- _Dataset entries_
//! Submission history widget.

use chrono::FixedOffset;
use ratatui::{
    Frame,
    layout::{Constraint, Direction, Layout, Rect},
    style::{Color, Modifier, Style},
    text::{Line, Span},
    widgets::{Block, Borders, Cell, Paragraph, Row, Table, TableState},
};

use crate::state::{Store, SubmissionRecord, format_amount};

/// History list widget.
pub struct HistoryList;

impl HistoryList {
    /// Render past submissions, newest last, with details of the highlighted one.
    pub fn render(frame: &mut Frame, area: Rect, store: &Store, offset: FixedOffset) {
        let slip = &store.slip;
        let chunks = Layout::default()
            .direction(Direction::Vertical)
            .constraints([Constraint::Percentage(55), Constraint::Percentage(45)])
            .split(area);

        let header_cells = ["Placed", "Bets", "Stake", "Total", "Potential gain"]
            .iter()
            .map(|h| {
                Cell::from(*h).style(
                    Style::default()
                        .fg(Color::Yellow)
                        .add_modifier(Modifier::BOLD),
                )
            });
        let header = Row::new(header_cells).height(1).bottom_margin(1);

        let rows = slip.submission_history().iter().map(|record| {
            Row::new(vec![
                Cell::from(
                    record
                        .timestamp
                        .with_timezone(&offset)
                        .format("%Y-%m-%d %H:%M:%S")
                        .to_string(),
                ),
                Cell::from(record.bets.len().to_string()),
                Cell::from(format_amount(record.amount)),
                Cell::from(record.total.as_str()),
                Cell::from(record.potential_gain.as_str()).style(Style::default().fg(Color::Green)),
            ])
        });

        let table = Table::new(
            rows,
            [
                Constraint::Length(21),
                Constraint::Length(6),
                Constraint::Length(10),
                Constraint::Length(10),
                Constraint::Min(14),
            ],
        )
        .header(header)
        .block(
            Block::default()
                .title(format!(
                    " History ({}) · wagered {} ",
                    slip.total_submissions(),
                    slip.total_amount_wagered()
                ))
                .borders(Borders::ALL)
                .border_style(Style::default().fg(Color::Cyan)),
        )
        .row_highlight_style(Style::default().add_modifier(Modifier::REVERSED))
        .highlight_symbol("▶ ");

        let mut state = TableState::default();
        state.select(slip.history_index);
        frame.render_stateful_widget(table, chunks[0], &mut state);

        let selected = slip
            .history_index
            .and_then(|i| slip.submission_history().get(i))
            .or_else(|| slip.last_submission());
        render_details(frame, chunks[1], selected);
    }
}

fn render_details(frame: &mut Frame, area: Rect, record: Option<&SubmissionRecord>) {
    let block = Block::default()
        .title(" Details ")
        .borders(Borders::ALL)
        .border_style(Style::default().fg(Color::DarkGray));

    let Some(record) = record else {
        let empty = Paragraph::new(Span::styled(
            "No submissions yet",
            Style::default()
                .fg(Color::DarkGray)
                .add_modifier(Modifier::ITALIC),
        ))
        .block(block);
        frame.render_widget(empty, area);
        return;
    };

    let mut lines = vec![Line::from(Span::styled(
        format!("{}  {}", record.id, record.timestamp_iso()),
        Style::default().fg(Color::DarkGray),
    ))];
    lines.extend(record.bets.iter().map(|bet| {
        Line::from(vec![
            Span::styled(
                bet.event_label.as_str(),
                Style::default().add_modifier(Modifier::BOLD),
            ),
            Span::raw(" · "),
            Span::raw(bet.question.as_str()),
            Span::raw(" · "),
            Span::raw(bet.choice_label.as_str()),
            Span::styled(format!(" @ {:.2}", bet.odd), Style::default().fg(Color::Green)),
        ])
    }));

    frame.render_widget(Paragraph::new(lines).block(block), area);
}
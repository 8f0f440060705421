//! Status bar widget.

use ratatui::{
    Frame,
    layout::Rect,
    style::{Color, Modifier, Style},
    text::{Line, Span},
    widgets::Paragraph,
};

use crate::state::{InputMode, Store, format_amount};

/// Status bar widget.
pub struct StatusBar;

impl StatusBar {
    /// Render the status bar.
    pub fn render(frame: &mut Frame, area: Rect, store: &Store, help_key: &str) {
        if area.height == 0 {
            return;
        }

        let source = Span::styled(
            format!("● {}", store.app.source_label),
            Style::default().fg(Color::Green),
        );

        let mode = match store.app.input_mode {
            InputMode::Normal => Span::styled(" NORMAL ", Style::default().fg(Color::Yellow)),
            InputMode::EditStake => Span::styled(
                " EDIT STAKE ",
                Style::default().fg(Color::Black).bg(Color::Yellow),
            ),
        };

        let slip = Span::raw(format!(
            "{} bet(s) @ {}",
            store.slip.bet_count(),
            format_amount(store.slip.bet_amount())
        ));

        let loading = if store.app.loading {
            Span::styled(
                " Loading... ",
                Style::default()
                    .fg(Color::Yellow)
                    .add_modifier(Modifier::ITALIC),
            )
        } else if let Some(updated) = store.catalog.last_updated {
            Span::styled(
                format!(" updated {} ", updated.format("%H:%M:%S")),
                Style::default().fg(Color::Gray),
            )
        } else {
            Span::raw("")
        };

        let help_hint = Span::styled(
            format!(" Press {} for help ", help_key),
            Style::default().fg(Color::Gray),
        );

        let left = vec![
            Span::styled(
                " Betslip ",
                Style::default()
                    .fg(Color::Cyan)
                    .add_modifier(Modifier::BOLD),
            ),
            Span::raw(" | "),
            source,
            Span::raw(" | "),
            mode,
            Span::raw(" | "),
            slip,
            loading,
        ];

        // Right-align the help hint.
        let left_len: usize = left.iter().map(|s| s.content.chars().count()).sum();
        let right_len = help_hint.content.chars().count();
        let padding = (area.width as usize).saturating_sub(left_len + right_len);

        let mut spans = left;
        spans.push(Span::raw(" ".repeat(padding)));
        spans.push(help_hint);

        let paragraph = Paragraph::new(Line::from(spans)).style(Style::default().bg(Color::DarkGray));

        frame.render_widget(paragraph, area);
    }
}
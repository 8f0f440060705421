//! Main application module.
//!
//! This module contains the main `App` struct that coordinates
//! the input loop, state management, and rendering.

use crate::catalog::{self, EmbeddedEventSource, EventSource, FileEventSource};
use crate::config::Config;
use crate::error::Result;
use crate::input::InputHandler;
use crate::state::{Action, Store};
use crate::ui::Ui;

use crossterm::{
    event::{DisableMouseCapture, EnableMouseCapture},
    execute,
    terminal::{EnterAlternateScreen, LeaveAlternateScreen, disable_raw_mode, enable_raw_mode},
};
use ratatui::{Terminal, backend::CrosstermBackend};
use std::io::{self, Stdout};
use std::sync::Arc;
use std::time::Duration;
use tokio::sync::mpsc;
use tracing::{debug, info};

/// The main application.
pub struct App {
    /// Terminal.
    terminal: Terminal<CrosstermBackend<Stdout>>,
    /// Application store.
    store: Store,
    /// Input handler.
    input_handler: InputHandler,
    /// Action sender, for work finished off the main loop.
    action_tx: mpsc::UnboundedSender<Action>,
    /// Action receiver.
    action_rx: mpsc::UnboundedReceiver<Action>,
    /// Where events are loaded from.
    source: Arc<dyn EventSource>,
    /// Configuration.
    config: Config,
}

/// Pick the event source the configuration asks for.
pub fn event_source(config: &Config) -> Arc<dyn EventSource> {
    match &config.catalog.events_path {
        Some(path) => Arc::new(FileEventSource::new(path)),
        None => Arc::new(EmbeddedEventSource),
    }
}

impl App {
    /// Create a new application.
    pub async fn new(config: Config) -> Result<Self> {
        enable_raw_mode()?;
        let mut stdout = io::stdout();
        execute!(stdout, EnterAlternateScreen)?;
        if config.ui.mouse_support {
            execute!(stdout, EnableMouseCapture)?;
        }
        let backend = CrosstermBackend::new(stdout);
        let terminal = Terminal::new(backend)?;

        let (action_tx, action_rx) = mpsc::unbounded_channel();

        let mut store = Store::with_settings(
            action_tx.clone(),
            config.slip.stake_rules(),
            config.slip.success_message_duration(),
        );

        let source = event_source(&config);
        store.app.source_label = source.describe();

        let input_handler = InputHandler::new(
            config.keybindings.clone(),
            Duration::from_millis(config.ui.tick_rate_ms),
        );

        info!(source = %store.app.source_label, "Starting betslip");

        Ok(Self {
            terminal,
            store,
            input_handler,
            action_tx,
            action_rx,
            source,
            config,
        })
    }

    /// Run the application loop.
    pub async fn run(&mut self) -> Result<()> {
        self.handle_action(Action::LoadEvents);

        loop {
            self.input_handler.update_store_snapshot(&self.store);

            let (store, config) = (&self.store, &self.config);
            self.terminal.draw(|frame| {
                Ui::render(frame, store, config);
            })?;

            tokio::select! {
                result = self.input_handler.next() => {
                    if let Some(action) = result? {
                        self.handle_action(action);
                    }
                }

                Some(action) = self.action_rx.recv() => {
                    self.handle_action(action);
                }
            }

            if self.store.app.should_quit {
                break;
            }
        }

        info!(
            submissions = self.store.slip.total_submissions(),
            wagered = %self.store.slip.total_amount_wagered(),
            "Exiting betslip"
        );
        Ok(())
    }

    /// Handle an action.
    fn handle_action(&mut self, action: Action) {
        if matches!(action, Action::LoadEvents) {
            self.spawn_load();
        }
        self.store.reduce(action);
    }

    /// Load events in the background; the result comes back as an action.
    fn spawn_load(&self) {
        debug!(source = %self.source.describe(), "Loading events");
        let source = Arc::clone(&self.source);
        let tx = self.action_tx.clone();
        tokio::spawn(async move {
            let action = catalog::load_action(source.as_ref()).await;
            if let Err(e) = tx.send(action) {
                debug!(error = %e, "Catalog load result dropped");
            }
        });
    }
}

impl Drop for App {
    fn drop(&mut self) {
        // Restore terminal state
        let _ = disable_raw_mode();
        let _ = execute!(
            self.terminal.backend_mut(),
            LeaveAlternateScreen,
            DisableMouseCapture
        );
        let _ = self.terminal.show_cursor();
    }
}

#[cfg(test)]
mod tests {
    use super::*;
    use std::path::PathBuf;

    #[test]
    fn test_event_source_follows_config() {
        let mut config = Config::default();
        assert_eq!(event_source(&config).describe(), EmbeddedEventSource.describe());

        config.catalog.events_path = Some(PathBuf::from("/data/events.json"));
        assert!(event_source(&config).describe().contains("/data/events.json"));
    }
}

- _EXERCISE DIRECTIONS_
Every line above that contains the word "EnterAlternateScreen" should be reported.

- _SOLUTION_
    terminal::{EnterAlternateScreen, LeaveAlternateScreen, disable_raw_mode, enable_raw_mode},
        execute!(stdout, EnterAlternateScreen)?;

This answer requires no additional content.